Thomas "Tom" Secunda (born 1954) is an American billionaire businessman, best known as one of the four co-founders of Bloomberg L.P. and its vice chairman. As of May 2022, his net worth was estimated at US$4.1 billion. He has signed Giving Pledge which commits him to donating the majority of his wealth to charity.

Early life
Thomas Secunda was born in 1954 in Bethpage, New York. He graduated from Binghamton University with bachelor's and master's degrees in mathematics.

Career
Beginning his career as a programmer, Thomas Secunda worked as a fixed-income trader at Morgan Stanley, as well as a systems researcher at Salomon Brothers, where he worked alongside future co-founder of Bloomberg L.P. and Mayor of New York City Michael Bloomberg.

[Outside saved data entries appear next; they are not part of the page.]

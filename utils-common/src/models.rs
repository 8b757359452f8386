use serde::{Deserialize, Serialize};
use std::fmt;
use std::str::FromStr;

/// 难度等级 - 内容条目可选的固定枚举
#[derive(Serialize, Deserialize, Clone, Copy, Debug, PartialEq, Eq, PartialOrd, Ord, Hash)]
#[serde(rename_all = "lowercase")]
pub enum Difficulty {
    Beginner,
    Intermediate,
    Advanced,
}

impl Difficulty {
    /// 所有难度等级，按从易到难排列
    pub const ALL: [Difficulty; 3] = [
        Difficulty::Beginner,
        Difficulty::Intermediate,
        Difficulty::Advanced,
    ];

    pub fn as_str(self) -> &'static str {
        match self {
            Difficulty::Beginner => "beginner",
            Difficulty::Intermediate => "intermediate",
            Difficulty::Advanced => "advanced",
        }
    }
}

impl fmt::Display for Difficulty {
    fn fmt(&self, f: &mut fmt::Formatter<'_>) -> fmt::Result {
        f.write_str(self.as_str())
    }
}

/// 无法识别的难度字符串
#[derive(Debug, Clone, PartialEq, Eq, thiserror::Error)]
#[error("未知的难度等级: {0}")]
pub struct UnknownDifficulty(pub String);

impl FromStr for Difficulty {
    type Err = UnknownDifficulty;

    /// 大小写不敏感，同时接受 easy/medium/hard 等常见别名
    fn from_str(s: &str) -> Result<Self, Self::Err> {
        match s.trim().to_lowercase().as_str() {
            "beginner" | "easy" => Ok(Difficulty::Beginner),
            "intermediate" | "medium" => Ok(Difficulty::Intermediate),
            "advanced" | "hard" | "expert" => Ok(Difficulty::Advanced),
            _ => Err(UnknownDifficulty(s.to_string())),
        }
    }
}

/// 内容条目 - 由内容加载方（markdown/frontmatter 解析）产出，筛选引擎只读
#[derive(Serialize, Deserialize, Clone, Debug, PartialEq)]
pub struct ContentItem {
    /// 唯一标识符（slug 或路径，如 "flutter/state-management"）
    pub id: String,
    /// 标题
    pub title: String,
    /// 摘要
    #[serde(default)]
    pub summary: String,
    /// 标签列表，保留原始大小写用于展示
    #[serde(default)]
    pub tags: Vec<String>,
    /// 发布日期原文，可能缺失或无法解析
    #[serde(default)]
    pub date: Option<String>,
    /// 显式分类；缺失时取 id 的第一段路径
    #[serde(default)]
    pub category: Option<String>,
    /// 难度等级
    #[serde(default)]
    pub difficulty: Option<Difficulty>,
    /// 热度（如 star 数、阅读量）
    #[serde(default)]
    pub popularity: Option<f64>,
    /// 页面URL
    #[serde(default)]
    pub url: String,
}

impl ContentItem {
    /// 条目所属分类（小写）
    ///
    /// 优先使用显式分类，否则取 id 的第一段路径；`"kotlin/coroutines"` 得到 `"kotlin"`。
    /// 没有任何路径段时返回空字符串。
    pub fn category(&self) -> String {
        if let Some(category) = self.category.as_deref() {
            let category = category.trim();
            if !category.is_empty() {
                return category.to_lowercase();
            }
        }
        category_from_slug(&self.id)
    }
}

/// 从 slug 中取第一段非空路径作为分类
pub fn category_from_slug(slug: &str) -> String {
    slug.split('/')
        .find(|segment| !segment.is_empty())
        .map(|segment| segment.to_lowercase())
        .unwrap_or_default()
}

#[cfg(test)]
mod tests {
    use super::*;

    fn item(id: &str, category: Option<&str>) -> ContentItem {
        ContentItem {
            id: id.to_string(),
            title: "t".to_string(),
            summary: String::new(),
            tags: Vec::new(),
            date: None,
            category: category.map(str::to_string),
            difficulty: None,
            popularity: None,
            url: String::new(),
        }
    }

    #[test]
    fn category_comes_from_first_slug_segment() {
        assert_eq!(item("flutter/state-management", None).category(), "flutter");
        assert_eq!(item("/Kotlin/coroutines/", None).category(), "kotlin");
        assert_eq!(item("", None).category(), "");
    }

    #[test]
    fn explicit_category_wins_over_slug() {
        assert_eq!(item("flutter/intro", Some("Mobile")).category(), "mobile");
        assert_eq!(item("flutter/intro", Some("  ")).category(), "flutter");
    }

    #[test]
    fn difficulty_parses_aliases_case_insensitively() {
        assert_eq!("Beginner".parse::<Difficulty>(), Ok(Difficulty::Beginner));
        assert_eq!("MEDIUM".parse::<Difficulty>(), Ok(Difficulty::Intermediate));
        assert_eq!(" hard ".parse::<Difficulty>(), Ok(Difficulty::Advanced));
        assert!("legendary".parse::<Difficulty>().is_err());
    }

    #[test]
    fn unknown_difficulty_reports_the_original_text() {
        let err = "Legendary".parse::<Difficulty>().unwrap_err();
        assert_eq!(err, UnknownDifficulty("Legendary".to_string()));
        assert_eq!(err.to_string(), "未知的难度等级: Legendary");
        let boxed: Box<dyn std::error::Error> = Box::new(err);
        assert!(boxed.source().is_none());
    }
}
pub mod compression;
pub mod models;

pub use compression::{from_compressed, to_compressed, read_header, CodecError};
pub use models::{category_from_slug, ContentItem, Difficulty, UnknownDifficulty};
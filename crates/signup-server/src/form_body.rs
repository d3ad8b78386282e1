// File: src/form_body.rs
// Purpose: Decode application/x-www-form-urlencoded bodies, keeping repeated keys

use signup_types::{FieldId, FieldKind, FieldValue};

/// Decoded `key=value` pairs in body order. Repeated keys (checkbox groups)
/// appear once per value.
pub fn parse_pairs(body: &[u8]) -> Vec<(String, String)> {
    let form_str = String::from_utf8_lossy(body);
    form_str
        .split('&')
        .filter(|pair| !pair.is_empty())
        .map(|pair| {
            let (k, v) = pair.split_once('=').unwrap_or((pair, ""));
            (decode(k), decode(v))
        })
        .collect()
}

fn decode(raw: &str) -> String {
    let spaced = raw.replace('+', " ");
    match urlencoding::decode(&spaced) {
        Ok(decoded) => decoded.into_owned(),
        Err(_) => spaced,
    }
}

/// The posted value for `field`.
///
/// A missing text field reads as empty; a tag field collects every value
/// posted under its name.
pub fn field_value(field: FieldId, pairs: &[(String, String)]) -> FieldValue {
    let name = field.wire_name();
    let mut values = pairs
        .iter()
        .filter(|(k, _)| k == name)
        .map(|(_, v)| v.clone());

    match field.kind() {
        FieldKind::Text => FieldValue::Text(values.next().unwrap_or_default()),
        FieldKind::Tags => FieldValue::Tags(values.collect()),
    }
}

/// Like [`field_value`], but `None` for a text field absent from the body.
/// A tag field is always present: an unchecked group posts nothing.
pub fn posted_value(field: FieldId, pairs: &[(String, String)]) -> Option<FieldValue> {
    let name = field.wire_name();
    match field.kind() {
        FieldKind::Text if !pairs.iter().any(|(k, _)| k == name) => None,
        _ => Some(field_value(field, pairs)),
    }
}

#[cfg(test)]
mod tests {
    use super::*;
    use pretty_assertions::assert_eq;

    #[test]
    fn decodes_pairs() {
        let pairs = parse_pairs(b"firstName=Taro+Jr&email=taro%40example.jp&flag");
        assert_eq!(
            pairs,
            vec![
                ("firstName".to_string(), "Taro Jr".to_string()),
                ("email".to_string(), "taro@example.jp".to_string()),
                ("flag".to_string(), String::new()),
            ]
        );
    }

    #[test]
    fn literal_plus_survives_when_encoded() {
        let pairs = parse_pairs(b"email=a%2Bb%40c.jp");
        assert_eq!(pairs[0].1, "a+b@c.jp");
    }

    #[test]
    fn empty_body() {
        assert!(parse_pairs(b"").is_empty());
    }

    #[test]
    fn collects_repeated_tags() {
        let pairs = parse_pairs(b"hobbies=music&firstName=T&hobbies=art");
        assert_eq!(
            field_value(FieldId::Hobbies, &pairs),
            FieldValue::tags(["music", "art"])
        );
        assert_eq!(field_value(FieldId::FirstName, &pairs), FieldValue::text("T"));
        assert_eq!(field_value(FieldId::Email, &pairs), FieldValue::text(""));
    }

    #[test]
    fn missing_tags_are_empty() {
        assert_eq!(field_value(FieldId::Hobbies, &[]), FieldValue::Tags(vec![]));
    }

    #[test]
    fn posted_value_skips_absent_text() {
        let pairs = parse_pairs(b"firstName=&lastName=Y");
        assert_eq!(posted_value(FieldId::FirstName, &pairs), Some(FieldValue::text("")));
        assert_eq!(posted_value(FieldId::LastName, &pairs), Some(FieldValue::text("Y")));
        assert_eq!(posted_value(FieldId::Email, &pairs), None);
        assert_eq!(posted_value(FieldId::Hobbies, &pairs), Some(FieldValue::Tags(vec![])));
    }
}
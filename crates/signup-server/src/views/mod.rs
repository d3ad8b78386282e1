//! maud views. Pages return full documents; fragments are swapped in by htmx.

pub mod confirm;
pub mod error;
pub mod home;
pub mod layout;
pub mod register;
//! Collection validation functions

/// Validates minimum number of items in a collection
pub fn validate_min_items<T>(items: &[T], min: usize) -> Result<(), String> {
    if items.len() >= min {
        Ok(())
    } else {
        Err(format!("Must have at least {} items", min))
    }
}

/// Returns the first item not found in `allowed`
pub fn first_unknown<'a>(items: &'a [String], allowed: &[&str]) -> Option<&'a str> {
    items
        .iter()
        .map(String::as_str)
        .find(|item| !allowed.contains(item))
}
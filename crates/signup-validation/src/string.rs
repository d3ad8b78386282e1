//! String validation functions

/// Strips Unicode whitespace and the byte order mark (U+FEFF) from both ends.
/// `str::trim` leaves U+FEFF in place; browsers strip it.
pub fn trim_input(s: &str) -> &str {
    s.trim_matches(|c: char| c.is_whitespace() || c == '\u{FEFF}')
}

/// True when `s` is empty or only whitespace
pub fn is_blank(s: &str) -> bool {
    trim_input(s).is_empty()
}

/// Validates trimmed length in characters
pub fn validate_min_trimmed_length(s: &str, min: usize) -> Result<(), String> {
    if trim_input(s).chars().count() >= min {
        Ok(())
    } else {
        Err(format!("Must be at least {} characters", min))
    }
}

/// Enumerated-choice membership
pub fn is_one_of<'a, I>(value: &str, allowed: I) -> bool
where
    I: IntoIterator<Item = &'a str>,
{
    allowed.into_iter().any(|candidate| candidate == value)
}

#[cfg(test)]
mod tests {
    use super::*;

    #[test]
    fn test_blank() {
        assert!(is_blank(""));
        assert!(is_blank("   "));
        assert!(is_blank("\t\n"));
        assert!(is_blank("\u{3000}"));
        assert!(!is_blank(" a "));
    }

    #[test]
    fn test_byte_order_mark_is_trimmed() {
        assert!(is_blank("\u{FEFF}"));
        assert!(is_blank(" \u{FEFF}\u{3000}"));
        assert_eq!(trim_input("\u{FEFF}Taro "), "Taro");
        assert!(validate_min_trimmed_length("\u{FEFF}\u{FEFF}", 1).is_err());
    }

    #[test]
    fn test_min_trimmed_length() {
        assert!(validate_min_trimmed_length(" a ", 1).is_ok());
        assert!(validate_min_trimmed_length("  ", 1).is_err());
        assert!(validate_min_trimmed_length("太郎", 2).is_ok());
    }

    #[test]
    fn test_one_of() {
        assert!(is_one_of("b", ["a", "b"]));
        assert!(!is_one_of("B", ["a", "b"]));
        assert!(!is_one_of("", ["a", "b"]));
    }
}
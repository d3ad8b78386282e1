//! Signup Form
//!
//! [`FormState`] owns one form instance: the record, its errors, touched flags
//! and the submission phase. It changes only through [`FormState::change`],
//! [`FormState::blur`] and a submit attempt. The external side of a submit is
//! the [`Submitter`] trait; where to go afterwards is [`navigation`].

pub mod navigation;
pub mod state;
pub mod submit;

pub use navigation::{confirmation_location, ConfirmationParams, CONFIRM_PATH, REGISTER_PATH};
pub use state::{FormState, Phase};
pub use submit::{SubmitOutcome, SubmitStart, Submitter};

pub use signup_types::{ErrorSet, FieldId, FieldValue, FormError, FormVariant, Record, TouchedSet};
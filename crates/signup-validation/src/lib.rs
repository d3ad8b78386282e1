//! Signup Validation
//!
//! Pure validation for the signup record. The predicates in [`email`],
//! [`password`], [`string`] and [`collection`] are reusable on their own;
//! [`rules`] combines them into the per-field rule table.

pub mod collection;
pub mod email;
pub mod messages;
pub mod password;
pub mod rules;
pub mod string;

pub use collection::*;
pub use email::*;
pub use password::*;
pub use rules::{has_errors, validate_field, validate_form};
pub use string::*;
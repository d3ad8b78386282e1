//! The external side of a submit attempt

use anyhow::Result;
use async_trait::async_trait;
use signup_types::Record;

/// Receives a validated record.
///
/// The form does not care what happens here beyond success or failure. A
/// failure is logged by the form and the user may retry.
#[async_trait]
pub trait Submitter: Send + Sync {
    async fn submit(&self, record: &Record) -> Result<()>;

    /// Name used in logs
    fn name(&self) -> &'static str {
        "submitter"
    }
}

/// First half of a submit attempt
#[derive(Debug, Clone, PartialEq, Eq)]
pub enum SubmitStart {
    /// Validation failed; every field is now touched.
    Invalid,
    /// A submit is already in flight.
    Busy,
    /// Validation passed; hand this record to the submitter.
    Ready(Record),
}

/// How a submit attempt concluded
#[derive(Debug, Clone, PartialEq, Eq)]
pub enum SubmitOutcome {
    Invalid,
    Busy,
    /// The submitter accepted this record.
    Submitted(Record),
    /// The submitter failed with this reason; input is kept.
    Failed(String),
}

impl SubmitOutcome {
    pub fn is_submitted(&self) -> bool {
        matches!(self, SubmitOutcome::Submitted(_))
    }
}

In 1982, Secunda joined his former Salomon Brothers colleagues Michael Bloomberg, Duncan MacMillan, and Charles Zegar to set up Innovative Market Systems, later renamed Bloomberg L.P. in 1987. He serves as the global head of Bloomberg’s Financial Products and Services where his primary responsibility is to help Bloomberg develop new features and tools for the Bloomberg Professional service, the company’s primary product, driving 85 percent of its estimated $7 billion in revenue. As head of Financial Products, Secunda oversees a global staff of 6,000. In July 2011, Secunda was appointed vice chairman of Bloomberg L.P.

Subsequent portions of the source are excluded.